* About this exercise
What follows is data; output all of it exactly as given.

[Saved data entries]

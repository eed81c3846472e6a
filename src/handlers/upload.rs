use crate::auth::{AuthRouterExt, AuthUser, Role};
use crate::errors::ServiceError;
use crate::handlers::common::{created, message, read_upload};
use crate::handlers::AppState;
use crate::storage::{content_type_for, StoredFile, UploadFolder};
use crate::ApiResponse;
use axum::{
    extract::{Json, Multipart, Path, State},
    http::{header, StatusCode},
    response::IntoResponse,
    routing::{delete, get, post},
    Router,
};
use std::str::FromStr;
use tracing::info;

/// Folders a customer may write into directly
const CUSTOMER_FOLDERS: [UploadFolder; 2] = [UploadFolder::Payments, UploadFolder::Profiles];

fn parse_folder(raw: &str) -> Result<UploadFolder, ServiceError> {
    UploadFolder::from_str(raw)
        .map_err(|_| ServiceError::BadRequest(format!("Unknown upload folder: {}", raw)))
}

/// Store a file in one of the typed upload folders (multipart field `file`)
#[utoipa::path(
    post,
    path = "/api/upload/{folder}",
    params(("folder" = UploadFolder, Path, description = "Target folder")),
    responses(
        (status = 201, description = "File stored", body = ApiResponse<StoredFile>),
        (status = 400, description = "Unknown folder, empty file or extension not allowed", body = crate::errors::ErrorResponse),
        (status = 403, description = "Folder not writable by the caller", body = crate::errors::ErrorResponse),
    ),
    security(("bearer_auth" = [])),
    tag = "Upload"
)]
pub async fn upload_file(
    State(state): State<AppState>,
    user: AuthUser,
    Path(folder): Path<String>,
    multipart: Multipart,
) -> Result<(StatusCode, Json<ApiResponse<StoredFile>>), ServiceError> {
    let folder = parse_folder(&folder)?;
    if !user.is_admin() && !CUSTOMER_FOLDERS.contains(&folder) {
        return Err(ServiceError::Forbidden(format!(
            "Uploads to {} are restricted to admins",
            folder
        )));
    }
    let form = read_upload(multipart).await?;
    let stored = state
        .services
        .files
        .save(folder, &form.filename, &form.bytes)
        .await?;
    info!(folder = %folder, filename = %stored.filename, user_id = %user.id, "File uploaded");
    Ok(created(stored))
}

#[utoipa::path(
    get,
    path = "/api/upload/{folder}/{name}",
    params(
        ("folder" = UploadFolder, Path, description = "Folder"),
        ("name" = String, Path, description = "Stored file name"),
    ),
    responses(
        (status = 200, description = "File contents"),
        (status = 404, description = "Not found", body = crate::errors::ErrorResponse),
    ),
    tag = "Upload"
)]
pub async fn download_file(
    State(state): State<AppState>,
    Path((folder, name)): Path<(String, String)>,
) -> Result<impl IntoResponse, ServiceError> {
    let folder = parse_folder(&folder)?;
    let bytes = state.services.files.read(folder, &name).await?;
    Ok(([(header::CONTENT_TYPE, content_type_for(&name))], bytes))
}

#[utoipa::path(
    delete,
    path = "/api/upload/{folder}/{name}",
    params(
        ("folder" = UploadFolder, Path, description = "Folder"),
        ("name" = String, Path, description = "Stored file name"),
    ),
    responses(
        (status = 200, description = "File removed"),
        (status = 404, description = "Not found", body = crate::errors::ErrorResponse),
    ),
    security(("bearer_auth" = [])),
    tag = "Upload"
)]
pub async fn delete_file(
    State(state): State<AppState>,
    Path((folder, name)): Path<(String, String)>,
) -> Result<(StatusCode, Json<ApiResponse<()>>), ServiceError> {
    let folder = parse_folder(&folder)?;
    if !state.services.files.delete(folder, &name).await? {
        return Err(ServiceError::NotFound(format!(
            "File {}/{} not found",
            folder, name
        )));
    }
    Ok(message("File deleted"))
}

pub fn routes() -> Router<AppState> {
    let public = Router::new().route("/:folder/:name", get(download_file));

    let authenticated = Router::new()
        .route("/:folder", post(upload_file))
        .with_auth();

    let admin = Router::new()
        .route("/:folder/:name", delete(delete_file))
        .with_role(Role::Admin);

    public.merge(authenticated).merge(admin)
}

* Exercise response
repository eed81c3846472e6a
filename src/handlers/upload.rs
use crate::auth::{AuthRouterExt, AuthUser, Role};
use crate::errors::ServiceError;
use crate::handlers::common::{created, message, read_upload};
use crate::handlers::AppState;
use crate::storage::{content_type_for, StoredFile, UploadFolder};
use crate::ApiResponse;
use axum::{
    extract::{Json, Multipart, Path, State},
    http::{header, StatusCode},
    response::IntoResponse,
    routing::{delete, get, post},
    Router,
};
use std::str::FromStr;
use tracing::info;

/// Folders a customer may write into directly
const CUSTOMER_FOLDERS: [UploadFolder; 2] = [UploadFolder::Payments, UploadFolder::Profiles];

fn parse_folder(raw: &str) -> Result<UploadFolder, ServiceError> {
    UploadFolder::from_str(raw)
        .map_err(|_| ServiceError::BadRequest(format!("Unknown upload folder: {}", raw)))
}

/// Store a file in one of the typed upload folders (multipart field `file`)
#[utoipa::path(
    post,
    path = "/api/upload/{folder}",
    params(("folder" = UploadFolder, Path, description = "Target folder")),
    responses(
        (status = 201, description = "File stored", body = ApiResponse<StoredFile>),
        (status = 400, description = "Unknown folder, empty file or extension not allowed", body = crate::errors::ErrorResponse),
        (status = 403, description = "Folder not writable by the caller", body = crate::errors::ErrorResponse),
    ),
    security(("bearer_auth" = [])),
    tag = "Upload"
)]
pub async fn upload_file(
    State(state): State<AppState>,
    user: AuthUser,
    Path(folder): Path<String>,
    multipart: Multipart,
) -> Result<(StatusCode, Json<ApiResponse<StoredFile>>), ServiceError> {
    let folder = parse_folder(&folder)?;
    if !user.is_admin() && !CUSTOMER_FOLDERS.contains(&folder) {
        return Err(ServiceError::Forbidden(format!(
            "Uploads to {} are restricted to admins",
            folder
        )));
    }
    let form = read_upload(multipart).await?;
    let stored = state
        .services
        .files
        .save(folder, &form.filename, &form.bytes)
        .await?;
    info!(folder = %folder, filename = %stored.filename, user_id = %user.id, "File uploaded");
    Ok(created(stored))
}

#[utoipa::path(
    get,
    path = "/api/upload/{folder}/{name}",
    params(
        ("folder" = UploadFolder, Path, description = "Folder"),
        ("name" = String, Path, description = "Stored file name"),
    ),
    responses(
        (status = 200, description = "File contents"),
        (status = 404, description = "Not found", body = crate::errors::ErrorResponse),
    ),
    tag = "Upload"
)]
pub async fn download_file(
    State(state): State<AppState>,
    Path((folder, name)): Path<(String, String)>,
) -> Result<impl IntoResponse, ServiceError> {
    let folder = parse_folder(&folder)?;
    let bytes = state.services.files.read(folder, &name).await?;
    Ok(([(header::CONTENT_TYPE, content_type_for(&name))], bytes))
}

#[utoipa::path(
    delete,
    path = "/api/upload/{folder}/{name}",
    params(
        ("folder" = UploadFolder, Path, description = "Folder"),
        ("name" = String, Path, description = "Stored file name"),
    ),
    responses(
        (status = 200, description = "File removed"),
        (status = 404, description = "Not found", body = crate::errors::ErrorResponse),
    ),
    security(("bearer_auth" = [])),
    tag = "Upload"
)]
pub async fn delete_file(
    State(state): State<AppState>,
    Path((folder, name)): Path<(String, String)>,
) -> Result<(StatusCode, Json<ApiResponse<()>>), ServiceError> {
    let folder = parse_folder(&folder)?;
    if !state.services.files.delete(folder, &name).await? {
        return Err(ServiceError::NotFound(format!(
            "File {}/{} not found",
            folder, name
        )));
    }
    Ok(message("File deleted"))
}

pub fn routes() -> Router<AppState> {
    let public = Router::new().route("/:folder/:name", get(download_file));

    let authenticated = Router::new()
        .route("/:folder", post(upload_file))
        .with_auth();

    let admin = Router::new()
        .route("/:folder/:name", delete(delete_file))
        .with_role(Role::Admin);

    public.merge(authenticated).merge(admin)
}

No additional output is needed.